Participants were randomly assigned to receive either 150 mg of subcutaneous risankizumab or placebo at baseline, 4 weeks, and 16 weeks with a double-blind protocol. The proportion of patients with 20% improvement in ACR response criteria (ACR 20) at 24 weeks was the primary endpoint. The trial is currently continuing with all participants receiving open-label risankizumab.
The 1,407 patients initially enrolled included 707 receiving risankizumab and 700 receiving placebo across both trials, with similar baseline demographic and disease characteristics in both groups. A total of 1,354 participants completed the 24-week assessments, including 688 receiving risankizumab and 666 receiving placebo. In an intent-to-treat analysis, 55.5% of patients receiving risankizumab and 31.3% of those receiving placebo achieved ACR 20 at week 24 (P < .001). Participants who received risankizumab also had more improvement in secondary clinical and patient-reported outcomes than did those who received placebo. A quarter (25.2%) of risankizumab patients versus 10.6% of placebo patients showed minimal disease activity, and significantly more participants receiving risankizumab than placebo saw resolution of enthesitis, dactylitis, and fatigue.
Adverse events of any kind occurred in 45.5% of risankizumab and 43.9% of placebo participants, with similar numbers of serious adverse events (3% vs. 4.4%, respectively). One death caused by urosepsis in an 81-year-old participant with dementia occurred in the risankizumab group and was determined to be unrelated to the drug.
David Karp, MD, PhD, chief of division of rheumatic diseases at the University of Texas Southwestern Medical Center in Dallas and ACR president, conducted a question-and-answer session with Dr. Östör following his presentation and asked whether a difference in responses was seen between patients who had failed biologic DMARDs. Dr. Östör said the response rates were similar independent of which previous therapies the participants had failed.
Regarding where risankizumab, as an IL-23 inhibitor, fits among the options for treating PsA, Dr. Östör said “the data speaks for itself” in terms of efficacy with arthritic, musculoskeletal manifestations and the patient-reported outcomes.
“One of the major benefits of these medications is their remarkable effect on skin with psoriasis,” Dr. Östör told Dr. Karp. Regarding axial response to the drug, Dr. Östör noted the statistically significant improvement in Bath Ankylosing Spondylitis Disease Activity Index, appearing to show a clinical benefit with spinal inflammatory disease. Radiologic data, however, are not currently available for the trials.

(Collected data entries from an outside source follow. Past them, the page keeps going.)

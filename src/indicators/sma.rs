// =============================================================================
// Simple Moving Average (SMA)
// =============================================================================
//
// SMA_i = mean(input[i - period + 1 ..= i])
//
// The window sum is recomputed per position rather than carried as a running
// total, so a NaN in the input only poisons the windows that contain it.
// =============================================================================

use crate::series::{undefined_series, IndicatorSeries};

/// Compute the SMA series for `series` over a trailing window of `period`.
///
/// The output has the input's length. Indices `< period - 1` are undefined.
///
/// # Edge cases
/// - `period == 0` => all-undefined
/// - `series.len() < period` => all-undefined
pub fn sma(series: &[f64], period: usize) -> IndicatorSeries {
    let mut out = undefined_series(series.len());
    if period == 0 || series.len() < period {
        return out;
    }

    let period_f = period as f64;
    for (offset, window) in series.windows(period).enumerate() {
        out[offset + period - 1] = window.iter().sum::<f64>() / period_f;
    }
    out
}
// =============================================================================
// Technical Indicators Module
// =============================================================================
//
// Pure, side-effect-free implementations of the technical indicators. Every
// series-returning function keeps the input's length and marks warm-up
// positions with the undefined sentinel, so insufficient data is a
// representable outcome rather than an error. RSI is the one exception: its
// raw output is `len - period` long (see `rsi_aligned`).

pub mod atr;
pub mod bollinger;
pub mod ema;
pub mod macd;
pub mod rsi;
pub mod sma;

pub use atr::{atr, atr_percent, true_range, DEFAULT_ATR_PERIOD};
pub use bollinger::{
    bollinger_bands, BandSet, DEFAULT_BOLLINGER_PERIOD, DEFAULT_STD_DEV_MULTIPLIER,
};
pub use ema::ema;
pub use macd::{
    macd, MacdResult, DEFAULT_FAST_PERIOD, DEFAULT_SIGNAL_PERIOD, DEFAULT_SLOW_PERIOD,
};
pub use rsi::{current_rsi, rsi, rsi_aligned, rsi_zone, DEFAULT_RSI_PERIOD};
pub use sma::sma;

Dr. Karp noted the recent findings of a phase 2a trial published in the New England Journal of Medicine regarding risankizumab’s poor performance in patients with severe asthma, who experienced worsening symptoms sooner and more rapidly than did those who received placebo. It’s unclear whether any patients in the KEEPsAKE 1 or 2 trials had an asthma diagnosis, but any people with unstable, severe asthma would have been excluded from participation, Dr. Östör said.
The research was funded by AbbVie. Dr. Östör and colleagues have a range of financial ties to numerous pharmaceutical companies.